_Problem details_:
Once you find the line with "request.extensions_mut().insert(claims);" in the data that follows, repeat it and every line after it exactly, through the line with "#[derive(Debug, Clone)]".

─── Exercise inputs ───

//! Authentication middleware for protected routes.

use axum::{
    extract::{FromRequestParts, Request, State},
    http::{header::AUTHORIZATION, request::Parts},
    middleware::Next,
    response::{IntoResponse, Response},
};
use tracing::debug;

use crate::AppState;
use crate::error::ApiError;
use merchcoin_shared::{AppError, Claims, JwtError};

/// Extracts the bearer token from the Authorization header.
fn extract_bearer_token(header: &str) -> Option<&str> {
    header
        .strip_prefix("Bearer ")
        .or_else(|| header.strip_prefix("bearer "))
        .map(str::trim)
        .filter(|token| !token.is_empty())
}

/// Authentication middleware that validates JWT tokens.
///
/// This middleware:
/// 1. Extracts the Bearer token from the Authorization header
/// 2. Validates the token using the JWT service
/// 3. Stores the claims in request extensions for handlers to access
pub async fn auth_middleware(
    State(state): State<AppState>,
    mut request: Request,
    next: Next,
) -> Response {
    let auth_header = request
        .headers()
        .get(AUTHORIZATION)
        .and_then(|h| h.to_str().ok());

    let Some(token) = auth_header.and_then(extract_bearer_token) else {
        return ApiError::from(AppError::Unauthorized(
            "Authorization header with Bearer token is required".to_string(),
        ))
        .into_response();
    };

    match state.jwt_service.validate_token(token) {
        Ok(claims) => {
            request.extensions_mut().insert(claims);
            next.run(request).await
        }
        Err(e) => {
            debug!(error = %e, "Rejected bearer token");
            let message = match e {
                JwtError::Expired => "Token has expired",
                _ => "Invalid or malformed token",
            };
            ApiError::from(AppError::Unauthorized(message.to_string())).into_response()
        }
    }
}

/// The authenticated principal.
///
/// Only ever built from verified token claims, never from a request body.
#[derive(Debug, Clone)]
pub struct AuthUser(pub Claims);

impl AuthUser {
    /// Returns the authenticated username.
    #[must_use]
    pub fn username(&self) -> &str {
        self.0.username()
    }
}

impl<S> FromRequestParts<S> for AuthUser
where
    S: Send + Sync,
{
    type Rejection = ApiError;

    async fn from_request_parts(parts: &mut Parts, _state: &S) -> Result<Self, Self::Rejection> {
        parts
            .extensions
            .get::<Claims>()
            .cloned()
            .map(AuthUser)
            .ok_or_else(|| AppError::Unauthorized("Authentication required".to_string()).into())
    }
}
//! Database migrations.
//!
//! Migrations are managed using sea-orm-migration and written with the schema
//! builder, so the same steps run on Postgres and SQLite.

pub use sea_orm_migration::prelude::*;

mod m20261018_000001_initial;

pub use m20261018_000001_initial::CATALOG;

/// Migrator for running database migrations.
pub struct Migrator;

#[async_trait::async_trait]
impl MigratorTrait for Migrator {
    fn migrations() -> Vec<Box<dyn MigrationTrait>> {
        vec![Box::new(m20261018_000001_initial::Migration)]
    }
}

───

_Answer below_:
            request.extensions_mut().insert(claims);
            next.run(request).await
        }
        Err(e) => {
            debug!(error = %e, "Rejected bearer token");
            let message = match e {
                JwtError::Expired => "Token has expired",
                _ => "Invalid or malformed token",
            };
            ApiError::from(AppError::Unauthorized(message.to_string())).into_response()
        }
    }
}

/// The authenticated principal.
///
/// Only ever built from verified token claims, never from a request body.
#[derive(Debug, Clone)]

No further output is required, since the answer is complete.